> _Exercise data_
------------------------------
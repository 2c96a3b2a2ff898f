use std::fmt;

use crate::types::ResourceId;

/// Result alias for binary resource decoding.
pub type DecodeResult<T> = Result<T, Error>;

/// Errors surfaced while decoding binary resources or resolving values.
#[derive(Debug, PartialEq, Eq)]
pub enum Error {
    /// A chunk or field extends past the window that contains it.
    Truncated {
        offset: usize,
        chunk_type: Option<u16>,
    },
    /// The top-level chunk is neither a binary XML tree nor a resource table.
    BadMagic { type_code: u16 },
    /// Invalid UTF-8 payload or unpaired UTF-16 surrogate in a string pool.
    BadEncoding { offset: usize, detail: String },
    /// A resource id has no matching package, type, entry or config variant.
    NotFound { what: String },
    /// A resolved value's data type does not fit what the caller asked for.
    TypeMismatch {
        expected: &'static str,
        found: String,
    },
    /// A reference chain re-entered an id it already visited.
    Cycle { id: ResourceId },
    /// Structurally invalid data: bad header sizes, overflows, bad literals.
    Malformed {
        offset: Option<usize>,
        detail: String,
    },
}

impl Error {
    pub(crate) fn malformed(offset: usize, detail: impl Into<String>) -> Error {
        Error::Malformed {
            offset: Some(offset),
            detail: detail.into(),
        }
    }
}

impl fmt::Display for Error {
    fn fmt(&self, f: &mut fmt::Formatter<'_>) -> fmt::Result {
        match self {
            Error::Truncated { offset, chunk_type } => {
                write!(f, "truncated data at offset 0x{offset:X}")?;
                if let Some(t) = chunk_type {
                    write!(f, " (chunk type 0x{t:04X})")?;
                }
                Ok(())
            }
            Error::BadMagic { type_code } => {
                write!(
                    f,
                    "top-level chunk type 0x{type_code:04X} is neither XML nor TABLE"
                )
            }
            Error::BadEncoding { offset, detail } => {
                write!(f, "bad string encoding at offset 0x{offset:X}: {detail}")
            }
            Error::NotFound { what } => write!(f, "resource not found: {what}"),
            Error::TypeMismatch { expected, found } => {
                write!(f, "type mismatch: expected {expected}, found {found}")
            }
            Error::Cycle { id } => write!(f, "reference cycle while resolving {id}"),
            Error::Malformed { offset, detail } => {
                write!(f, "malformed data")?;
                if let Some(o) = offset {
                    write!(f, " at offset 0x{o:X}")?;
                }
                write!(f, ": {detail}")
            }
        }
    }
}

impl std::error::Error for Error {}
------------------------------
> _Work order_
The complete listing above is to be output again exactly.

> _Result below_
repository 2c96a3b2a2ff898f
use std::fmt;

use crate::types::ResourceId;

/// Result alias for binary resource decoding.
pub type DecodeResult<T> = Result<T, Error>;

/// Errors surfaced while decoding binary resources or resolving values.
#[derive(Debug, PartialEq, Eq)]
pub enum Error {
    /// A chunk or field extends past the window that contains it.
    Truncated {
        offset: usize,
        chunk_type: Option<u16>,
    },
    /// The top-level chunk is neither a binary XML tree nor a resource table.
    BadMagic { type_code: u16 },
    /// Invalid UTF-8 payload or unpaired UTF-16 surrogate in a string pool.
    BadEncoding { offset: usize, detail: String },
    /// A resource id has no matching package, type, entry or config variant.
    NotFound { what: String },
    /// A resolved value's data type does not fit what the caller asked for.
    TypeMismatch {
        expected: &'static str,
        found: String,
    },
    /// A reference chain re-entered an id it already visited.
    Cycle { id: ResourceId },
    /// Structurally invalid data: bad header sizes, overflows, bad literals.
    Malformed {
        offset: Option<usize>,
        detail: String,
    },
}

impl Error {
    pub(crate) fn malformed(offset: usize, detail: impl Into<String>) -> Error {
        Error::Malformed {
            offset: Some(offset),
            detail: detail.into(),
        }
    }
}

impl fmt::Display for Error {
    fn fmt(&self, f: &mut fmt::Formatter<'_>) -> fmt::Result {
        match self {
            Error::Truncated { offset, chunk_type } => {
                write!(f, "truncated data at offset 0x{offset:X}")?;
                if let Some(t) = chunk_type {
                    write!(f, " (chunk type 0x{t:04X})")?;
                }
                Ok(())
            }
            Error::BadMagic { type_code } => {
                write!(
                    f,
                    "top-level chunk type 0x{type_code:04X} is neither XML nor TABLE"
                )
            }
            Error::BadEncoding { offset, detail } => {
                write!(f, "bad string encoding at offset 0x{offset:X}: {detail}")
            }
            Error::NotFound { what } => write!(f, "resource not found: {what}"),
            Error::TypeMismatch { expected, found } => {
                write!(f, "type mismatch: expected {expected}, found {found}")
            }
            Error::Cycle { id } => write!(f, "reference cycle while resolving {id}"),
            Error::Malformed { offset, detail } => {
                write!(f, "malformed data")?;
                if let Some(o) = offset {
                    write!(f, " at offset 0x{o:X}")?;
                }
                write!(f, ": {detail}")
            }
        }
    }
}

impl std::error::Error for Error {}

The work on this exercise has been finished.